Aufziehen und auswildern

Florian Brandes
Ulmer Verlag Stuttgart, 2009, 160 Seiten, 78 Farbfotos, 10 Zeichnungen, kartoniert, Euro 19,90.

Vor Findeltieren sei gewarnt! Mißverstandene Tierliebe verleitet allzu oft zur unberechtigten Aufnahme scheinbar verwaister, hilfloser Jungtiere, die dann aufgrund von Pflegefehlern ein qualvolles Ende finden, oder wegen unsachgemäßer Auswilderung schnell zur Bereicherung des Speisezettels einer Katze werden. Genügend schlechte "Ratgeber" zu diesem Thema vermitteln eine Scheinsicherheit und die irrige Annahme, die Aufzucht eines Wildtieres sei ein dankbares und einfaches Kinderspiel. Sie verführen so geradezu zu tierschädigendem Fehlverhalten.

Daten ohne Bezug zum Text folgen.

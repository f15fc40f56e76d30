use itertools::Itertools;
use strata_error::{StrataResult, strata_bail};

use crate::LazyArray;

/// The number of elements a default block holds for contiguous storage.
pub const DEFAULT_BLOCK_ELEMENTS: usize = 1 << 20;

/// Tunables for one extraction.
///
/// Every field is optional; unset fields are derived from the array being read.
#[derive(Debug, Clone, Default, PartialEq, Eq)]
pub struct ExtractOptions {
    block_shape: Option<Vec<usize>>,
    coalescing_window: Option<usize>,
}

impl ExtractOptions {
    /// Group reads into blocks of at most these extents, given in caller axis order.
    ///
    /// Defaults to the dataset's chunk extents for chunked storage, and to
    /// [`default_block_shape`] otherwise.
    pub fn with_block_shape(mut self, block_shape: impl Into<Vec<usize>>) -> Self {
        self.block_shape = Some(block_shape.into());
        self
    }

    /// Merge sparse value reads separated by at most `window` elements.
    ///
    /// Defaults to the storage handle's [`PerformanceHint`](strata_io::PerformanceHint).
    pub fn with_coalescing_window(mut self, window: usize) -> Self {
        self.coalescing_window = Some(window);
        self
    }

    /// The explicit block shape, if one was set.
    pub fn block_shape(&self) -> Option<&[usize]> {
        self.block_shape.as_deref()
    }

    /// The explicit coalescing window, if one was set.
    pub fn coalescing_window(&self) -> Option<usize> {
        self.coalescing_window
    }

    /// The block shape to plan `array` with.
    ///
    /// Fails with `ShapeMismatch` if an explicit block shape has the wrong number of axes and
    /// with `InvalidArgument` if it has a zero extent.
    pub fn resolve_block_shape(&self, array: &LazyArray) -> StrataResult<Vec<usize>> {
        let ndim = array.ndim();
        if let Some(block_shape) = &self.block_shape {
            if block_shape.len() != ndim {
                strata_bail!(
                    ShapeMismatch: "block shape ({}) has {} axes but the array has {}",
                    block_shape.iter().join(", "),
                    block_shape.len(),
                    ndim
                );
            }
            if block_shape.contains(&0) {
                strata_bail!(
                    "block extents must be positive, got ({})",
                    block_shape.iter().join(", ")
                );
            }
            return Ok(block_shape.clone());
        }

        let chunks = match array {
            LazyArray::Dense(source) => source.chunk_shape().map(|c| c.to_vec()),
            LazyArray::Sparse(_) => None,
        };
        Ok(chunks.unwrap_or_else(|| default_block_shape(ndim)))
    }
}

/// A block shape of roughly [`DEFAULT_BLOCK_ELEMENTS`] elements, equal along every axis.
pub fn default_block_shape(ndim: usize) -> Vec<usize> {
    vec![integer_root(DEFAULT_BLOCK_ELEMENTS, ndim).max(1); ndim]
}

/// The largest `r` with `r^k <= n`.
fn integer_root(n: usize, k: usize) -> usize {
    let Ok(k) = u32::try_from(k) else {
        return 1;
    };
    if k == 0 {
        return n;
    }
    let fits = |r: usize| r.checked_pow(k).is_some_and(|p| p <= n);
    let (mut lo, mut hi) = (0usize, n);
    while lo < hi {
        let mid = lo + (hi - lo).div_ceil(2);
        if fits(mid) {
            lo = mid;
        } else {
            hi = mid - 1;
        }
    }
    lo
}

#[cfg(test)]
mod tests {
    use rstest::rstest;
    use strata_error::StrataError;
    use strata_io::InMemoryDataset;

    use super::*;

    #[rstest]
    #[case(1, vec![1 << 20])]
    #[case(2, vec![1024, 1024])]
    #[case(3, vec![101, 101, 101])]
    #[case(4, vec![32, 32, 32, 32])]
    #[case(0, vec![])]
    fn default_shapes(#[case] ndim: usize, #[case] expected: Vec<usize>) {
        assert_eq!(default_block_shape(ndim), expected);
    }

    #[test]
    fn roots_are_floored() {
        assert_eq!(integer_root(26, 3), 2);
        assert_eq!(integer_root(27, 3), 3);
        assert_eq!(integer_root(1, 40), 1);
    }

    fn dense(chunks: Option<[usize; 2]>) -> LazyArray {
        let ds = InMemoryDataset::try_new([6, 8], &[0u8; 48]).unwrap();
        let ds = match chunks {
            Some(chunks) => ds.with_chunks(chunks).unwrap(),
            None => ds,
        };
        LazyArray::try_new_dense(ds).unwrap()
    }

    #[test]
    fn chunk_extents_are_the_default() {
        let options = ExtractOptions::default();
        assert_eq!(options.resolve_block_shape(&dense(Some([3, 2]))).unwrap(), vec![2, 3]);
        assert_eq!(options.resolve_block_shape(&dense(None)).unwrap(), vec![1024, 1024]);
    }

    #[test]
    fn explicit_block_shape_is_validated() {
        let array = dense(None);
        let err = ExtractOptions::default()
            .with_block_shape([4])
            .resolve_block_shape(&array)
            .unwrap_err();
        assert!(matches!(err, StrataError::ShapeMismatch(_)));

        let err = ExtractOptions::default()
            .with_block_shape([4, 0])
            .resolve_block_shape(&array)
            .unwrap_err();
        assert!(matches!(err, StrataError::InvalidArgument(_)));

        let options = ExtractOptions::default()
            .with_block_shape([5, 1])
            .with_coalescing_window(16);
        assert_eq!(options.resolve_block_shape(&array).unwrap(), vec![5, 1]);
        assert_eq!(options.coalescing_window(), Some(16));
    }
}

Das Gegenteil ist hier der Fall. Aus der Kompetenz des Tierarztes heraus mahnt der Autor ohne übertriebenes pädagogisches Pathos immer wieder die gebotene Umsicht vor der Aufnahme eines Wildtieres an, schildert plausibel, weshalb die Handaufzucht nie hundertprozentig gelingen wird und er verschweigt auch nicht, dass dieses Risiko des Misslingens auch noch mit hohem Arbeitsaufwand verbunden ist. Wer sich den dennoch aufbürden will, der findet in diesem Buch jedoch umfassenden Rat und Hilfe.

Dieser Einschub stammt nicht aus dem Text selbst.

// SPDX-License-Identifier: MIT OR Apache-2.0
//! Fire-and-forget telemetry sink. A [`TelemetrySink`] implementation must
//! never fail the invocation it's observing — [`TelemetrySinkMiddleware`]
//! only calls it after the result is already decided and discards whatever
//! the sink does with it.

use crate::middleware::{Middleware, Next};
use afd_registry::Context;
use afd_result::CommandResult;
use async_trait::async_trait;
use serde::Serialize;
use serde_json::Value;
use std::sync::atomic::{AtomicU64, Ordering::Relaxed};
use std::sync::Arc;
use std::time::Instant;

/// One completed invocation, handed to every [`TelemetrySink::record`] call.
#[derive(Debug, Clone)]
pub struct InvocationEvent {
    /// Command name, or `"unknown"` if the invoker didn't stamp one.
    pub command: String,
    /// Which surface originated the call.
    pub interface: &'static str,
    /// Whether the envelope returned `success: true`.
    pub success: bool,
    /// Wall-clock handler duration.
    pub duration_ms: u64,
}

/// Receives [`InvocationEvent`]s. Implementations must not panic or block
/// indefinitely — [`TelemetrySinkMiddleware`] does not isolate slow sinks
/// from the invocation it instruments.
pub trait TelemetrySink: Send + Sync {
    /// Record one completed invocation.
    fn record(&self, event: InvocationEvent);
}

/// Wraps a [`TelemetrySink`], invoking it after every call completes.
pub struct TelemetrySinkMiddleware {
    sink: Arc<dyn TelemetrySink>,
}

impl TelemetrySinkMiddleware {
    /// Wrap `sink` for use in a middleware chain.
    #[must_use]
    pub fn new(sink: Arc<dyn TelemetrySink>) -> Self {
        Self { sink }
    }
}

#[async_trait]
impl Middleware for TelemetrySinkMiddleware {
    async fn handle(&self, ctx: Arc<Context>, input: Value, next: Next) -> CommandResult<Value> {
        let command = ctx
            .extensions
            .get("commandName")
            .and_then(Value::as_str)
            .unwrap_or("unknown")
            .to_string();
        let interface = ctx.interface.as_str();
        let started = Instant::now();

        let result = next.run(ctx, input).await;

        let event = InvocationEvent {
            command,
            interface,
            success: result.is_success(),
            duration_ms: u64::try_from(started.elapsed().as_millis()).unwrap_or(u64::MAX),
        };
        // Fire-and-forget: a sink implementation must not panic, but we
        // don't let its return value (there isn't one) affect the result.
        self.sink.record(event);
        result
    }

    fn name(&self) -> &'static str {
        "telemetry-sink"
    }
}

/// Atomic, process-wide invocation counters. A minimal [`TelemetrySink`]
/// implementation useful for tests and simple deployments; production
/// deployments typically forward [`InvocationEvent`]s to an external metrics
/// backend instead.
#[derive(Default)]
pub struct CounterSink {
    total: AtomicU64,
    succeeded: AtomicU64,
    failed: AtomicU64,
    cumulative_duration_ms: AtomicU64,
}

impl CounterSink {
    /// Create a zero-initialised counter sink.
    #[must_use]
    pub fn new() -> Self {
        Self::default()
    }

    /// Point-in-time snapshot of the counters.
    #[must_use]
    pub fn snapshot(&self) -> CounterSnapshot {
        let total = self.total.load(Relaxed);
        let cumulative = self.cumulative_duration_ms.load(Relaxed);
        CounterSnapshot {
            total,
            succeeded: self.succeeded.load(Relaxed),
            failed: self.failed.load(Relaxed),
            average_duration_ms: if total == 0 { 0 } else { cumulative / total },
        }
    }
}

impl TelemetrySink for CounterSink {
    fn record(&self, event: InvocationEvent) {
        self.total.fetch_add(1, Relaxed);
        if event.success {
            self.succeeded.fetch_add(1, Relaxed);
        } else {
            self.failed.fetch_add(1, Relaxed);
        }
        self.cumulative_duration_ms.fetch_add(event.duration_ms, Relaxed);
    }
}

/// Serialisable snapshot of [`CounterSink`].
#[derive(Debug, Clone, Serialize)]
pub struct CounterSnapshot {
    /// Total invocations recorded.
    pub total: u64,
    /// Invocations that returned `success: true`.
    pub succeeded: u64,
    /// Invocations that returned `success: false`.
    pub failed: u64,
    /// Running average handler duration in milliseconds.
    pub average_duration_ms: u64,
}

Ein allgemeiner Teil befasst sich, getrennt nach Säugetieren und Vögeln, mit biologischen Grundlagen, Krankheiten und Auswilderung, aber auch mit den rechtlichen Rahmenbedingungen (wo findet sich so etwas sonst?) der Wildtieraufnahme. Der spezielle Teil widmet sich den konkreten Ansprüchen einzelner Tierarten (insgesamt 26). Bei den Säugern reicht die Palette dabei von den Hundeartigen über Hundsrobben und Schweine bis zu Igel und Fledermaus, bei den Vögel vom Lappentaucher über Enten- und Greifvögel bis zu den Rabenvögeln. (Beide Aufzählungen sind nicht vollständig) Dass die häufig aufgenommenen Meisen keine Erwähnung finden, darf hier als Mangel erwähnt werden.

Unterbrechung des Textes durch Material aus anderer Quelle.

// SPDX-License-Identifier: MIT OR Apache-2.0
//! Command definitions and the registry that stores them.
//!
//! Commands are created via [`CommandDefinition::builder`] at program start
//! and registered into a [`CommandRegistry`]; once registered a definition
//! is immutable for the process lifetime. The registry is a singleton per
//! server: populated at startup, read-only during serving.

#![deny(unsafe_code)]
#![warn(missing_docs)]

/// Cancellation primitives shared by the context and the invoker.
pub mod cancel;
/// Per-invocation context threaded through the middleware chain.
pub mod context;
/// Command definitions and their builder.
pub mod definition;
/// Prerequisite graph acyclicity and reference checks.
pub mod graph;
/// Command name grammar validation.
pub mod name;
/// The command registry itself.
pub mod registry;

pub use cancel::{CancellableRun, CancellationReason, CancellationToken};
pub use context::{Context, Emission, Interface};
pub use definition::{CommandDefinition, CommandDefinitionBuilder, Exposure, Handler, HandlerFuture};
pub use graph::{find_cycle, unresolved_prerequisites};
pub use name::validate_name;
pub use registry::{CommandMetadata, CommandRegistry, ListFilter, RegisterWarning, RegistryError};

Hilfreich ist auch die Angabe von Bezugsquellen für Futtermittel im Serviceteil, der auch übersichtlich die Adressen regional zuständiger Vogelwarten und Auffangstationen nennt. Auch wenn "Findeltiere" solides theoretisches Rüstzeug zur Handaufzucht von Wildtieren liefert, sei hier eindringlich auf deren Kompetenz verwiesen. Aus eigener Erfahrung weiß der Rezensent, dass es allemal angenehmer ist, in diesem ansprechend bebilderten und flüssig geschriebenen Buch zu blättern, als sich selbst die Verantwortung für nicht domestizierte Jungtiere aufzubürden.